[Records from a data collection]
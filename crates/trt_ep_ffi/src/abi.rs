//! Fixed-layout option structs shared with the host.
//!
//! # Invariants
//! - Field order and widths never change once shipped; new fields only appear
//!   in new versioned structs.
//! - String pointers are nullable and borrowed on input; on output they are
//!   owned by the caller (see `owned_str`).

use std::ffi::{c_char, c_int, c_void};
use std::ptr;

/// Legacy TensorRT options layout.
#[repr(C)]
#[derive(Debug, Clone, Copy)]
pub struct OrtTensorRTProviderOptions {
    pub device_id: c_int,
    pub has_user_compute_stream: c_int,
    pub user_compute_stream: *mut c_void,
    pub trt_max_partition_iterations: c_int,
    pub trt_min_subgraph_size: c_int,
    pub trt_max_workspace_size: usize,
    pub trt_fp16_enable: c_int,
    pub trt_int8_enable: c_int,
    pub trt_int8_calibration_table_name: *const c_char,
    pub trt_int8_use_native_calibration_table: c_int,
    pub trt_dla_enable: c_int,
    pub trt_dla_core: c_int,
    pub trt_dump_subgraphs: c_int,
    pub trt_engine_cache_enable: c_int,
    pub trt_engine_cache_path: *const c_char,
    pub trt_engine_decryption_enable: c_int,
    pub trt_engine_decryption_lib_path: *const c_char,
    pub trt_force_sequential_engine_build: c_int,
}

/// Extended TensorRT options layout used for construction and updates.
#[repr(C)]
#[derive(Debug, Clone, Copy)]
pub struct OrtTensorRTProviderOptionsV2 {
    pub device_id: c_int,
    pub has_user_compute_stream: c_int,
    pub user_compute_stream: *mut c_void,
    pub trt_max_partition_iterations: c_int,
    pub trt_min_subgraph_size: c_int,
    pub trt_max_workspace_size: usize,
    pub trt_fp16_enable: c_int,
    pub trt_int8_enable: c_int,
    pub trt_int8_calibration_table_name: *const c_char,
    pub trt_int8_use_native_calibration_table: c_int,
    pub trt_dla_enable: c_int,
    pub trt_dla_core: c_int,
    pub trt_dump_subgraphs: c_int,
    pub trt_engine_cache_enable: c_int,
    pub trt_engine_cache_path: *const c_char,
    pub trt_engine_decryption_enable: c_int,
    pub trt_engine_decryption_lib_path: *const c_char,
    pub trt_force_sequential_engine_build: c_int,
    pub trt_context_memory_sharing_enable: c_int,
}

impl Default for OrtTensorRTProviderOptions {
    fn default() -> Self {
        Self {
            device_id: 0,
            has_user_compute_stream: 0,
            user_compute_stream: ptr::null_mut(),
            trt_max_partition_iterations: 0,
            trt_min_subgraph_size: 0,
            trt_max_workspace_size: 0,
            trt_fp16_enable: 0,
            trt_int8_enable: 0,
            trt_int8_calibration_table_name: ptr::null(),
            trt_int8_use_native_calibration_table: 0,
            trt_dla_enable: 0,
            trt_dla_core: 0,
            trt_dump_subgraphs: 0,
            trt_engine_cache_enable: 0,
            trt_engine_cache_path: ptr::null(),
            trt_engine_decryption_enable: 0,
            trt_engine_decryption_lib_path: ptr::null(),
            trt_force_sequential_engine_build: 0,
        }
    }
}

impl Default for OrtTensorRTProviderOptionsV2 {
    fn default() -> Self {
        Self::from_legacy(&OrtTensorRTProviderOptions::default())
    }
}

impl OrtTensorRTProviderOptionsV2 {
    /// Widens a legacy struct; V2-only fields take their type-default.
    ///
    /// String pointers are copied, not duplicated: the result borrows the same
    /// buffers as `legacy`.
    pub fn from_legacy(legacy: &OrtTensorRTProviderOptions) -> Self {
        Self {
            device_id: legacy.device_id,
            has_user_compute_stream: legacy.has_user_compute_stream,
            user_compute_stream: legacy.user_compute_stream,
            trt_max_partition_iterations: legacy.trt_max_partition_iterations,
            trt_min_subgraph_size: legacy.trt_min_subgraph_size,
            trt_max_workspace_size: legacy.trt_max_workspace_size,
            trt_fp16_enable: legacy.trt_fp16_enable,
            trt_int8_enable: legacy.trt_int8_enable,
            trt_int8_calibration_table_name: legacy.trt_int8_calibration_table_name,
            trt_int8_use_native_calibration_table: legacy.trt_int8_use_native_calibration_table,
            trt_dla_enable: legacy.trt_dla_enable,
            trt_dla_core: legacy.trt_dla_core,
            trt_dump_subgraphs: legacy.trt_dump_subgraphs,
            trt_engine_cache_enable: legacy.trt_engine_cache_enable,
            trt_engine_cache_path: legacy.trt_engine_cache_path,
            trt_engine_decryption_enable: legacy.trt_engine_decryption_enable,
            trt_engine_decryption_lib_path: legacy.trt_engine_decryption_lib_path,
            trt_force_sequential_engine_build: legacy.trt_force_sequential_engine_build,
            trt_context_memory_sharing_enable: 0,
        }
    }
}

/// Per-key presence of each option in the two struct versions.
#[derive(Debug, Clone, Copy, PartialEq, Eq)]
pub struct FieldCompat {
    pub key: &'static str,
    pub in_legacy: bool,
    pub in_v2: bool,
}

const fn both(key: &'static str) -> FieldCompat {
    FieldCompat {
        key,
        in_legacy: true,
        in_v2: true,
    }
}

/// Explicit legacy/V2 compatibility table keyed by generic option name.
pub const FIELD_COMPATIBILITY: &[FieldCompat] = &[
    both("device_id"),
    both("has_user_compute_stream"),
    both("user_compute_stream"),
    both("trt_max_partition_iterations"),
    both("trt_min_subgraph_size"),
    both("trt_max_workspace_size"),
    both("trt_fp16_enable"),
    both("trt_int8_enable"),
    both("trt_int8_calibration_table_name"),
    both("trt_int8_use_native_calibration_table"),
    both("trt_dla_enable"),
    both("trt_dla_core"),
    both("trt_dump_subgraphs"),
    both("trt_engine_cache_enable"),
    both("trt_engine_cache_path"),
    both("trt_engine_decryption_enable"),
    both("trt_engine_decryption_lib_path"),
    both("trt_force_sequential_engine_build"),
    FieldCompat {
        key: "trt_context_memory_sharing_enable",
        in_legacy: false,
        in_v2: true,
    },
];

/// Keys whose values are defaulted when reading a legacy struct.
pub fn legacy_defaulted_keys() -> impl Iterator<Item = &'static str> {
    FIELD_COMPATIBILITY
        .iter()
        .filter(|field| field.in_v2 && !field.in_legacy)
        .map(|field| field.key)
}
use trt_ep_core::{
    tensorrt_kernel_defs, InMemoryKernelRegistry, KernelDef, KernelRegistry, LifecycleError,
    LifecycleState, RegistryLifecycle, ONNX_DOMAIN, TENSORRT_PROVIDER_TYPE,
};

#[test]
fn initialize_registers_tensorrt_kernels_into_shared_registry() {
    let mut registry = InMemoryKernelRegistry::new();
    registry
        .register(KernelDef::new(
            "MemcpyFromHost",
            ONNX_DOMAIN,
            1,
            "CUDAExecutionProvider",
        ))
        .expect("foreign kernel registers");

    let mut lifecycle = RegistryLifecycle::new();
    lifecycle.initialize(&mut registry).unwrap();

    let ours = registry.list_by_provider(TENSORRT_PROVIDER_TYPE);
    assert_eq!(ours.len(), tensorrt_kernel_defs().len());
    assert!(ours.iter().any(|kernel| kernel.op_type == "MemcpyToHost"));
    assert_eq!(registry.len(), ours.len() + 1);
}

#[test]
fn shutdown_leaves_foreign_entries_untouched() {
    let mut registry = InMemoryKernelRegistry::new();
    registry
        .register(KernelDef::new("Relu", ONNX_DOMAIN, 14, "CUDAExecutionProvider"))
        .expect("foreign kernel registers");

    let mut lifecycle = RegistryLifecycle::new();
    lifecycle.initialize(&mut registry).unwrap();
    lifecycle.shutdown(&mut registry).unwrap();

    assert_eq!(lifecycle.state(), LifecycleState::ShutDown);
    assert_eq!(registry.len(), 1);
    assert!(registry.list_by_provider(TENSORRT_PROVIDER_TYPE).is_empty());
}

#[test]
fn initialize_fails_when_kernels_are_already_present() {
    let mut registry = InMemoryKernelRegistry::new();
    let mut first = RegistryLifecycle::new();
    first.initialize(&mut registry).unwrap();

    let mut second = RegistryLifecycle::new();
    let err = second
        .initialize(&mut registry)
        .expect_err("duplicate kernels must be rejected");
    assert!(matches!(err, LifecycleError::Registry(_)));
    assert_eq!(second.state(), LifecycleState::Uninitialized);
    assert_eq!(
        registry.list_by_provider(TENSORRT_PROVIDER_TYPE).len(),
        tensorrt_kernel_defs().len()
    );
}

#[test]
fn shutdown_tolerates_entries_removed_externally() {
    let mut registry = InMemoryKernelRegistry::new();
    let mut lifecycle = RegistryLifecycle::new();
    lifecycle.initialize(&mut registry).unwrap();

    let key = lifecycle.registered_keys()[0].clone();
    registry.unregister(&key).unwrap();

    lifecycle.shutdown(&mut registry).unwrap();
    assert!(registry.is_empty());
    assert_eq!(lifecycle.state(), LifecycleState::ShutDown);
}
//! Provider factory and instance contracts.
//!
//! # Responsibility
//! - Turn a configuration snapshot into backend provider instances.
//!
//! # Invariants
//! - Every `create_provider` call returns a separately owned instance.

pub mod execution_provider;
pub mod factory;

...

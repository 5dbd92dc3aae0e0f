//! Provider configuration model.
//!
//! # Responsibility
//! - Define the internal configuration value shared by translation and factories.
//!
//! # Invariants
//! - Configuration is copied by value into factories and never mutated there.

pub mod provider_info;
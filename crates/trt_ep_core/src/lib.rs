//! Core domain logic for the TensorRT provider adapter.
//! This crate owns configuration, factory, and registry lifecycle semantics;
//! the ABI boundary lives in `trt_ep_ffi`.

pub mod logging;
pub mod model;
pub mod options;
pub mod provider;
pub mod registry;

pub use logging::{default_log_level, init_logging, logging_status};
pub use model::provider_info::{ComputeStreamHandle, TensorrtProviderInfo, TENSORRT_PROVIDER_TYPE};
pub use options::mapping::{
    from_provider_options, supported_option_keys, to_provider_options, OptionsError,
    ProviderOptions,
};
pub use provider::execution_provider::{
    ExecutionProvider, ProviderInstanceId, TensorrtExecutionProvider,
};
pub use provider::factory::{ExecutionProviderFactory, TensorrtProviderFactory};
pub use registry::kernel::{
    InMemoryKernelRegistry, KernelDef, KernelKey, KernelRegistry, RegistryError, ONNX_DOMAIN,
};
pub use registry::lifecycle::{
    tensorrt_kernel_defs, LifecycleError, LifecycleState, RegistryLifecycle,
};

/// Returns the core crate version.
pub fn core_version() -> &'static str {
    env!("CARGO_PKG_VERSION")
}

- _WORK TASK_
Every line above that holds the word "fields" is to be found and copied.

- _OUTPUT FOR THIS TASK_
//! - Field order and widths never change once shipped; new fields only appear
    /// Widens a legacy struct; V2-only fields take their type-default.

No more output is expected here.